Merci pour ton texte. Les choix des noms propres : La Creuse, La Souterraine… Marie fille de Jean Personne perdu en mer battue de mère. tout cela est superbe ! Et les cris de joie soudain et cette chute : C’est toi le corps de la parole, sors de ta nuit Merci
Merci Nathalie pour ce texte crescendo. Musique prenante syncopée de ces « en dedans » et des violences de « mère ». Très fort.
peut-être l’ai-je rencontrée en allant faire mes courses à la Soute comme on dit ici…

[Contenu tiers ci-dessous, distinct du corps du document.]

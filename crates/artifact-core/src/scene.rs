//! Scene construction from the fixed project list, plus the background
//! particle field.

use crate::constants::{BASE_SCALE, PARTICLE_COUNT, PARTICLE_SPREAD, RING_RADIUS};
use crate::error::SceneError;
use crate::geometry::{GeometryLibrary, Mesh, Shape};
use crate::registry::{advance_angle, ArtifactInfo, ObjectId, Registry, SceneObject};
use glam::{Mat4, Vec3};
use rand::Rng;
use std::f32::consts::TAU;

#[derive(Clone, Copy, Debug)]
pub struct Project {
    pub title: &'static str,
    pub description: &'static str,
    pub color: u32, // 0xRRGGBB
    pub shape: Shape,
}

pub const DEFAULT_PROJECTS: &[Project] = &[
    Project {
        title: "Project Alpha",
        description: "A high-performance C++ compiler designed for custom architecture.",
        color: 0xff0055,
        shape: Shape::Icosahedron { radius: 0.8 },
    },
    Project {
        title: "Deep Mind",
        description: "Neural Network visualization tool built with Python and WebGL.",
        color: 0x00ffaa,
        shape: Shape::TorusKnot {
            radius: 0.5,
            tube: 0.2,
            tubular_segments: 100,
            radial_segments: 16,
            p: 2,
            q: 3,
        },
    },
    Project {
        title: "System Zero",
        description: "Kernel level anti-cheat system for competitive gaming.",
        color: 0x5500ff,
        shape: Shape::Octahedron { radius: 0.8 },
    },
];

#[inline]
pub fn hex_to_rgba(hex: u32) -> [f32; 4] {
    let r = ((hex >> 16) & 0xff) as f32 / 255.0;
    let g = ((hex >> 8) & 0xff) as f32 / 255.0;
    let b = (hex & 0xff) as f32 / 255.0;
    [r, g, b, 1.0]
}

/// Position of the `index`-th of `count` artifacts on the layout ring.
#[inline]
pub fn ring_position(index: usize, count: usize, radius: f32) -> Vec3 {
    let angle = index as f32 / count.max(1) as f32 * TAU;
    Vec3::new(angle.cos() * radius, angle.sin() * radius, 0.0)
}

/// Build meshes and the registry for `projects`. Ids start at 1 in list order.
pub fn build_scene(
    projects: &[Project],
    geometry: &mut GeometryLibrary,
) -> Result<Registry, SceneError> {
    if projects.is_empty() {
        return Err(SceneError::config("project list is empty"));
    }
    let mut registry = Registry::new();
    for (i, project) in projects.iter().enumerate() {
        let mesh = Mesh::from_shape(project.shape);
        if mesh.triangles.is_empty() {
            return Err(SceneError::config(format!(
                "project '{}' produced an empty mesh",
                project.title
            )));
        }
        let handle = geometry.insert(mesh);
        let object = SceneObject::new(
            ObjectId(i as u32 + 1),
            handle,
            ring_position(i, projects.len(), RING_RADIUS),
            ArtifactInfo {
                title: project.title.to_string(),
                description: project.description.to_string(),
            },
        )
        .with_color(hex_to_rgba(project.color))
        .with_base_scale(Vec3::splat(BASE_SCALE));
        registry.register(object)?;
    }
    Ok(registry)
}

#[derive(Clone, Debug)]
pub struct ParticleParams {
    pub count: usize,
    pub spread: f32,
}

impl Default for ParticleParams {
    fn default() -> Self {
        Self {
            count: PARTICLE_COUNT,
            spread: PARTICLE_SPREAD,
        }
    }
}

/// Static star positions spinning slowly about the Y axis.
#[derive(Clone, Debug, Default)]
pub struct ParticleField {
    pub positions: Vec<Vec3>,
    pub rotation_y: f32,
}

impl ParticleField {
    pub fn generate<R: Rng>(params: &ParticleParams, rng: &mut R) -> Self {
        let half = params.spread * 0.5;
        if !half.is_finite() || half <= 0.0 {
            return Self {
                positions: vec![Vec3::ZERO; params.count],
                rotation_y: 0.0,
            };
        }
        let positions = (0..params.count)
            .map(|_| {
                Vec3::new(
                    rng.gen_range(-half..half),
                    rng.gen_range(-half..half),
                    rng.gen_range(-half..half),
                )
            })
            .collect();
        Self {
            positions,
            rotation_y: 0.0,
        }
    }

    pub fn advance(&mut self, step: f32) {
        self.rotation_y = advance_angle(self.rotation_y, step);
    }

    pub fn matrix(&self) -> Mat4 {
        Mat4::from_rotation_y(self.rotation_y)
    }
}
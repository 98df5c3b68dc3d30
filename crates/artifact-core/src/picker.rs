//! Pointer-to-object hit testing.

use crate::camera::{Camera, Ray};
use crate::input::PointerState;
use crate::registry::{ObjectId, Registry, SceneObject};
use glam::Mat4;

/// Ray test against an object's geometry, provided by whoever owns the
/// geometry. Returns the distance along `ray` to the nearest hit.
pub trait Intersect {
    fn intersect(&self, ray: &Ray, object: &SceneObject, world: &Mat4) -> Option<f32>;
}

impl<T: Intersect + ?Sized> Intersect for &T {
    fn intersect(&self, ray: &Ray, object: &SceneObject, world: &Mat4) -> Option<f32> {
        (**self).intersect(ray, object, world)
    }
}

#[derive(Clone, Copy, Debug, PartialEq)]
pub struct Hit {
    pub id: ObjectId,
    pub index: usize,
    pub distance: f32,
}

pub struct Picker<I> {
    intersector: I,
}

impl<I: Intersect> Picker<I> {
    pub fn new(intersector: I) -> Self {
        Self { intersector }
    }

    /// Id of the nearest object under the pointer, if any.
    pub fn pick(&self, registry: &Registry, camera: &Camera, pointer: PointerState) -> Option<ObjectId> {
        self.pick_ray(registry, &camera.cast_ray(pointer)).map(|h| h.id)
    }

    /// Nearest positive hit along `ray`. Objects are visited in registration
    /// order and only a strictly closer hit replaces the current best, so equal
    /// distances resolve to the lower registry index.
    pub fn pick_ray(&self, registry: &Registry, ray: &Ray) -> Option<Hit> {
        let group = registry.group_matrix();
        let mut best: Option<Hit> = None;
        for (index, object) in registry.all().iter().enumerate() {
            let world = group * object.transform.matrix();
            let Some(distance) = self.intersector.intersect(ray, object, &world) else {
                continue;
            };
            if !(distance.is_finite() && distance > 0.0) {
                continue;
            }
            match best {
                Some(b) if distance >= b.distance => {}
                _ => {
                    best = Some(Hit {
                        id: object.id,
                        index,
                        distance,
                    })
                }
            }
        }
        best
    }
}
//! Per-frame compositing: walk the registry's priority view and push every
//! enabled overlay through the blend backend in batches.

use tracing::debug;

use crate::blend::backend::BlendOp;
use crate::foundation::error::{VosdError, VosdResult};
use crate::foundation::geometry::clamp_even;
use crate::pixel::buffer::PixelBuffer;
use crate::registry::OverlayRegistry;

/// Blends the registry's overlays onto destination frames.
#[derive(Clone)]
pub struct Compositor {
    registry: OverlayRegistry,
}

impl Compositor {
    pub fn new(registry: &OverlayRegistry) -> Self {
        Self {
            registry: registry.clone(),
        }
    }

    /// Composite all enabled overlays onto `dest`, in ascending z order
    /// (ties broken by insertion order), mutating the frame in place.
    ///
    /// Blend is a writer even though most overlays are read-only during it:
    /// date/time overlays re-derive their label from the wall clock as a
    /// side effect of being read. On a backend failure, chunks already
    /// submitted remain applied; the error is returned, not swallowed.
    #[tracing::instrument(skip_all)]
    pub fn blend(&self, dest: &mut PixelBuffer) -> VosdResult<()> {
        let backend = self.registry.backend().clone();
        let staging = backend.staging_format();

        self.registry.with_exclusive(|inner| {
            let Some((frame_w, frame_h)) = inner.frame_size else {
                return Err(VosdError::uninitialized(
                    "set_frame_size must be called before blend",
                ));
            };
            if dest.width() != frame_w || dest.height() != frame_h {
                return Err(VosdError::configuration(format!(
                    "destination {}x{} does not match configured frame {frame_w}x{frame_h}",
                    dest.width(),
                    dest.height()
                )));
            }

            let ids: Vec<String> = inner.priority.values().cloned().collect();

            // Refresh pass: bring self-mutating content (date/time labels)
            // and invalidated buffers up to date before anything is read.
            for id in &ids {
                let node = inner
                    .nodes
                    .get_mut(id)
                    .ok_or_else(|| VosdError::internal(format!("node '{id}' missing from map")))?;
                if !node.enabled() {
                    continue;
                }
                node.refresh_for_blend(frame_w, frame_h, staging)?;
            }

            // Collect pass: one ordered op list, back (low z) to front.
            let mut ops = Vec::new();
            for id in &ids {
                let node = inner
                    .nodes
                    .get(id)
                    .ok_or_else(|| VosdError::internal(format!("node '{id}' missing from map")))?;
                if !node.enabled() {
                    continue;
                }
                for hw in node.hardware_buffers()? {
                    if hw.pixels.is_empty() {
                        continue;
                    }
                    ops.push(BlendOp {
                        pixels: &hw.pixels,
                        x_offset: clamp_even(hw.x_offset),
                        y_offset: clamp_even(hw.y_offset),
                    });
                }
            }

            // Chunked submission against one destination; each chunk's
            // result is the next chunk's input.
            let max = backend.max_overlays_per_call().max(1);
            for chunk in ops.chunks(max) {
                backend.multiblend(dest, chunk)?;
            }

            debug!(overlays = ops.len(), "frame blended");
            Ok(())
        })
    }
}

#[cfg(test)]
#[path = "../../tests/unit/blend/compositor.rs"]
mod tests;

je lis encore une fois : « Je suis, Marie née de la mer et de Jean, avec jambes et bras et vingt doigts, deux oreilles, des cheveux en centaines, et cris de joie », et ça revient comme une litanie…
Christine, Françoise, Ugo, Françoise, merci d’être venus lire (je n’y arrive pas là tout de suite je vais me ratrapper)
Magnifique
Merci Piero
Merci pour ce très beau texte. Que d’émotion en lisant…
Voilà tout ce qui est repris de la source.